The judgment of the Court of Justice of the European Union of 4 October 2024 addresses the issue of data protection in the context of unlawful data processing and damages under the General Data Protection Regulation (GDPR). The case was initiated by a Latvian journalist whose personal data were used without his consent in a campaign organised by the Latvian Consumer Rights Protection Centre. The campaign was intended to raise consumer awareness of the risks of buying used vehicles, but included a video that featured a character imitating the plaintiff, resulting in a violation of his data protection rights.

In its judgment, the Court focused on three key issues. The first was whether or not a breach of the GDPR itself could be considered sufficient grounds for damages. In this case, the Court held that for compensation to be awarded under Article 82(1) of the GDPR, the violation of the Regulation itself is not sufficient, but the claimant must prove specific harm (tangible or intangible) and a causal link between the violation and that harm. This is to ensure that the compensation fully reflects the damage actually caused.

The next question was whether an apology could be considered an adequate form of compensation for non-pecuniary damage. The court ruled that an apology can only be a form of compensation if it enables full compensation for non-pecuniary damage. Therefore, in cases where it is not possible to restore the state before the damage occurred, an apology may be an appropriate solution.

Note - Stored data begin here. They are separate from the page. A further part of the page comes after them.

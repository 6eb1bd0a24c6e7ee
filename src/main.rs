use std::collections::BTreeMap;

mod config;

#[tokio::main]
async fn main() -> doppler_secrets::Result<()> {
    let env = env_logger::Env::default().filter_or("LOG_LEVEL", "info");
    env_logger::init_from_env(env);

    let mut args = std::env::args().skip(1);
    let config_file = args.next().ok_or("no config file specified")?;
    let secret_name = args.next();

    let config = config::read_config(&config_file)?;
    let client = config.build_client()?;

    log::info!(
        "Fetching secrets for project {} config {}...",
        client.project(),
        client.environment()
    );

    match secret_name {
        Some(name) => {
            let value = client.get_one(&name).await.map_err(|e| {
                log::error!("[{}] Failed to fetch secret: {}", &name, e);
                e
            })?;

            println!("{value}");
        }
        None => {
            let secrets = client.get_secrets().await.map_err(|e| {
                log::error!("Failed to fetch secrets: {e}");
                e
            })?;

            log::info!("Fetched {} secrets.", secrets.len());

            let sorted: BTreeMap<String, String> = secrets.into_iter().collect();
            let output = serde_json::to_string_pretty(&sorted)
                .map_err(|e| format!("Failed to encode secrets: {e}"))?;
            println!("{output}");
        }
    }

    Ok(())
}
use bytes::Bytes;
use futures::future::BoxFuture;
use futures::stream::BoxStream;
use futures::{FutureExt, StreamExt, TryStreamExt};
use reqwest::header::HeaderMap;
use reqwest::{Method, Url};

use crate::error::BoxError;

/// Response body as a stream of chunks. Dropping it releases the underlying connection.
pub type Body = BoxStream<'static, Result<Bytes, BoxError>>;

#[derive(Debug, Clone)]
pub struct Request {
    pub method: Method,
    pub url: Url,
    pub headers: HeaderMap,
}

pub struct Response {
    pub status: u16,
    pub body: Body,
}

impl Response {
    pub fn new(status: u16, body: Body) -> Self {
        Self { status, body }
    }

    /// Response with the whole body already in memory.
    pub fn from_bytes(status: u16, body: impl Into<Bytes>) -> Self {
        let body: Bytes = body.into();
        Self::new(status, futures::stream::once(async move { Ok::<_, BoxError>(body) }).boxed())
    }

    /// Reads the remaining body to the end, consuming the response.
    pub async fn read_body(self) -> Result<Vec<u8>, BoxError> {
        let mut body = self.body;
        let mut buf = Vec::new();
        while let Some(chunk) = body.try_next().await? {
            buf.extend_from_slice(&chunk);
        }

        Ok(buf)
    }
}

impl std::fmt::Debug for Response {
    fn fmt(&self, f: &mut std::fmt::Formatter<'_>) -> std::fmt::Result {
        f.debug_struct("Response")
            .field("status", &self.status)
            .finish_non_exhaustive()
    }
}

/// Performs a single HTTP exchange. Implementations decide pooling, TLS and timeouts.
pub trait Transport: Send + Sync {
    fn send(&self, request: Request) -> BoxFuture<'_, Result<Response, BoxError>>;
}

#[derive(Debug, Clone, Default)]
pub struct ReqwestTransport {
    http: reqwest::Client,
}

impl ReqwestTransport {
    pub fn new() -> Self {
        Self::default()
    }

    pub fn with_client(http: reqwest::Client) -> Self {
        Self { http }
    }
}

impl Transport for ReqwestTransport {
    fn send(&self, request: Request) -> BoxFuture<'_, Result<Response, BoxError>> {
        async move {
            let response = self
                .http
                .request(request.method, request.url)
                .headers(request.headers)
                .send()
                .await?;

            let status = response.status().as_u16();
            let body = response
                .bytes_stream()
                .map_err(|e| Box::new(e) as BoxError)
                .boxed();

            Ok::<_, BoxError>(Response::new(status, body))
        }
        .boxed()
    }
}

#[cfg(test)]
mod tests {
    use super::*;
    use reqwest::header::{HeaderName, HeaderValue};
    use wiremock::matchers::{header, method, path, query_param};
    use wiremock::{Mock, MockServer, ResponseTemplate};

    #[tokio::test]
    async fn test_from_bytes_reads_back() {
        let response = Response::from_bytes(200, "hello");
        assert_eq!(response.status, 200);
        assert_eq!(response.read_body().await.unwrap(), b"hello");
    }

    #[tokio::test]
    async fn test_read_body_joins_chunks() {
        let chunks: Vec<Result<Bytes, BoxError>> =
            vec![Ok(Bytes::from_static(b"{\"a\":")), Ok(Bytes::from_static(b"1}"))];
        let response = Response::new(200, futures::stream::iter(chunks).boxed());

        assert_eq!(response.read_body().await.unwrap(), b"{\"a\":1}");
    }

    #[tokio::test]
    async fn test_read_body_surfaces_stream_error() {
        let chunks: Vec<Result<Bytes, BoxError>> =
            vec![Ok(Bytes::from_static(b"{")), Err("connection reset".into())];
        let response = Response::new(200, futures::stream::iter(chunks).boxed());

        let err = response.read_body().await.unwrap_err();
        assert_eq!(err.to_string(), "connection reset");
    }

    #[tokio::test]
    async fn test_reqwest_transport_sends_request() {
        let server = MockServer::start().await;
        Mock::given(method("GET"))
            .and(path("/secrets"))
            .and(query_param("project", "backend"))
            .and(header("Accepts", "application/json"))
            .respond_with(ResponseTemplate::new(201).set_body_string("created"))
            .expect(1)
            .mount(&server)
            .await;

        let mut headers = HeaderMap::new();
        headers.insert(
            HeaderName::from_static("accepts"),
            HeaderValue::from_static("application/json"),
        );
        let request = Request {
            method: Method::GET,
            url: Url::parse(&format!("{}/secrets?project=backend", server.uri())).unwrap(),
            headers,
        };

        let response = ReqwestTransport::new().send(request).await.unwrap();
        assert_eq!(response.status, 201);
        assert_eq!(response.read_body().await.unwrap(), b"created");
    }

    #[tokio::test]
    async fn test_reqwest_transport_connection_failure() {
        let listener = std::net::TcpListener::bind("127.0.0.1:0").unwrap();
        let port = listener.local_addr().unwrap().port();
        drop(listener);
        let url = Url::parse(&format!("http://127.0.0.1:{port}/secrets")).unwrap();

        let request = Request {
            method: Method::GET,
            url,
            headers: HeaderMap::new(),
        };

        assert!(ReqwestTransport::new().send(request).await.is_err());
    }
}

The third question dealt with the attitude and motivation of the data controller[1] in deciding the form and amount of compensation. The Court concluded that, under the GDPR, the right to compensation has only a compensatory function and should not take into account the attitude of the data controller to the situation. The amount of compensation must therefore correspond only to the extent of the actual damage and not take into account the gravity or circumstances of the infringement.

This judgment makes an important contribution to the interpretation of the GDPR and emphasises that in the event of a breach of data protection rights, it is necessary to clearly demonstrate the damage suffered. The judgment places greater responsibility on data controllers to handle data properly, but also seeks to underline the importance of balancing the protection of individual rights with a realistic assessment of damage. In practice, this means that if individuals’ personal data are misused, they are entitled to redress, but they must also be able to prove that they have actually suffered some harm as a result.

[1] Article 4, point 7 of the GDPR: “An individual or a legal entity, public authority, agency or other body which, alone or jointly with others, determines the purposes and means of the processing of personal data.”